Well done, this is a fairly balanced take on the OpenAI result unlike the techno-hype surrounding it or the complete cynical dismissal of it seen in what I refer to as the “professional AI skeptic” community.

The technology is still flawed and there is significant room for improvement, but I am not sure we can conclude from that a priori that “mechanical intelligence” will remain inferior to “creative intelligence” or that only humans are capable of creative insights. Furthermore, many pronouncements about human exceptionalism should be met with as much as skepticism as the hype surrounding AI.

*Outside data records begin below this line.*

//! Gift Eligibility Engine
//!
//! Eligibility and progress are pure functions of the cart subtotal. In
//! `choice` mode the caller's pick is recorded as-is; in `random` mode one
//! authoritative weighted draw decides the gift, and any interim picks shown
//! while "spinning" are cosmetic.

use rand::Rng;
use rust_decimal::Decimal;
use thiserror::Error;

use super::models::{GiftCandidate, GiftMode, GiftPromotion, SelectedGift};
use super::reveal::{spawn_reveal, RevealConfig, RevealHandle, RevealPlan};
use crate::selector;

#[derive(Debug, Error, PartialEq)]
pub enum GiftError {
    #[error("gift promotion '{0}' has no candidates")]
    NoCandidates(String),

    #[error("gift promotion is in {actual} mode")]
    WrongMode { actual: GiftMode },

    #[error("'{0}' is not a gift candidate")]
    UnknownCandidate(String),
}

/// Evaluates one gift promotion.
#[derive(Debug, Clone)]
pub struct GiftEngine {
    promotion: GiftPromotion,
}

impl GiftEngine {
    /// Wraps `promotion`; a promotion without candidates is unusable.
    pub fn new(promotion: GiftPromotion) -> Result<Self, GiftError> {
        if promotion.candidates.is_empty() {
            return Err(GiftError::NoCandidates(promotion.id));
        }
        Ok(Self { promotion })
    }

    pub fn promotion(&self) -> &GiftPromotion {
        &self.promotion
    }

    pub fn mode(&self) -> GiftMode {
        self.promotion.mode
    }

    pub fn is_eligible(&self, subtotal: Decimal) -> bool {
        subtotal >= self.promotion.minimum_amount
    }

    /// `min(100, 100 * subtotal / minimum_amount)`, rounded to 2 places.
    pub fn progress_percent(&self, subtotal: Decimal) -> Decimal {
        let minimum = self.promotion.minimum_amount;
        if minimum <= Decimal::ZERO {
            return Decimal::ONE_HUNDRED;
        }
        (Decimal::ONE_HUNDRED * subtotal / minimum)
            .clamp(Decimal::ZERO, Decimal::ONE_HUNDRED)
            .round_dp(2)
    }

    /// Amount still missing to unlock the gift.
    pub fn remaining(&self, subtotal: Decimal) -> Decimal {
        (self.promotion.minimum_amount - subtotal).max(Decimal::ZERO)
    }

    /// Records the customer's explicit pick (`choice` mode).
    pub fn select_gift(&self, candidate_id: &str) -> Result<SelectedGift, GiftError> {
        self.require_mode(GiftMode::Choice)?;
        let candidate = self
            .promotion
            .candidates
            .iter()
            .find(|c| c.id == candidate_id)
            .ok_or_else(|| GiftError::UnknownCandidate(candidate_id.to_string()))?;
        Ok(self.selected(candidate.clone()))
    }

    /// The authoritative weighted draw (`random` mode).
    pub fn draw_final<R: Rng>(&self, rng: &mut R) -> Result<SelectedGift, GiftError> {
        self.require_mode(GiftMode::Random)?;
        let candidate = self.weighted_pick(rng)?;
        Ok(self.selected(candidate))
    }

    /// Interim cosmetic picks plus the authoritative final pick.
    pub fn plan_reveal<R: Rng>(&self, spins: u32, rng: &mut R) -> Result<RevealPlan, GiftError> {
        self.require_mode(GiftMode::Random)?;
        let candidates = &self.promotion.candidates;
        let interim = (0..spins)
            .filter_map(|_| candidates.get(rng.random_range(0..candidates.len())).cloned())
            .collect();
        let final_pick = self.weighted_pick(rng)?;
        Ok(RevealPlan {
            interim,
            final_pick: self.selected(final_pick),
        })
    }

    /// Plans a reveal and plays it on a background task, one pick per tick.
    ///
    /// Must be called inside a tokio runtime. The final pick is decided
    /// before the first tick and is available at once from the handle.
    pub fn start_random_reveal(&self, config: &RevealConfig) -> Result<RevealHandle, GiftError> {
        let plan = self.plan_reveal(config.spins, &mut rand::rng())?;
        tracing::debug!(
            promotion_id = %self.promotion.id,
            gift_id = %plan.final_pick.candidate.id,
            spins = plan.interim.len(),
            "starting gift reveal"
        );
        Ok(spawn_reveal(plan, config.tick()))
    }

    fn weighted_pick<R: Rng>(&self, rng: &mut R) -> Result<GiftCandidate, GiftError> {
        selector::select(&self.promotion.candidates, rng)
            .cloned()
            .ok_or_else(|| GiftError::NoCandidates(self.promotion.id.clone()))
    }

    fn require_mode(&self, expected: GiftMode) -> Result<(), GiftError> {
        if self.promotion.mode == expected {
            Ok(())
        } else {
            Err(GiftError::WrongMode {
                actual: self.promotion.mode,
            })
        }
    }

    fn selected(&self, candidate: GiftCandidate) -> SelectedGift {
        SelectedGift {
            promotion_id: self.promotion.id.clone(),
            minimum_amount: self.promotion.minimum_amount,
            mode: self.promotion.mode,
            candidate,
        }
    }
}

You said: “But deep understanding, creativity and theory development do not appear within reach of AI models.” I’d love to pick your brain on the following:

Is this a specific claim about the current paradigm of LLM-based AI models, or a more general claim about any possible AI architecture, and if it is the latter, what theoretical or physical barriers fundamentally preclude artificial systems from achieving these traits?

Is this a testable empirical hypothesis, or is it a non-falsifiable philosophical position, and if it is testable, what specific, measurable benchmarks or behavioral outputs would constitute sufficient evidence to convince you otherwise? Would progress on ARC AGI 3 make a difference?

Where exactly is the line between “complex pattern matching” and “deep understanding”, and is there a quantifiable mechanism that differentiates the two, or do you view understanding as a moving goalpost that shifts whenever AI masters a new cognitive domain?

What you are calling creative intelligence arose through evolution and the collective interaction of humans over time. Many in the AI skeptic community tend to believe that human intelligence is an essential, individualized “secret sauce” construct of a brain when, in reality, human intelligence is a product not only of a brain but also of interaction between humans and environmental conditions. For example, studies of feral children show that human intelligence is greatly curtailed and there are certain gaps that cannot be filled in with later training after this form of deprivation occurs. I don’t think anyone has offered a definitive proof for the inherent superiority of this “natural” process or has shown that it is the only way that creative intelligence could arise in the universe even if you may be correct about the deficiencies of the current AI paradigm.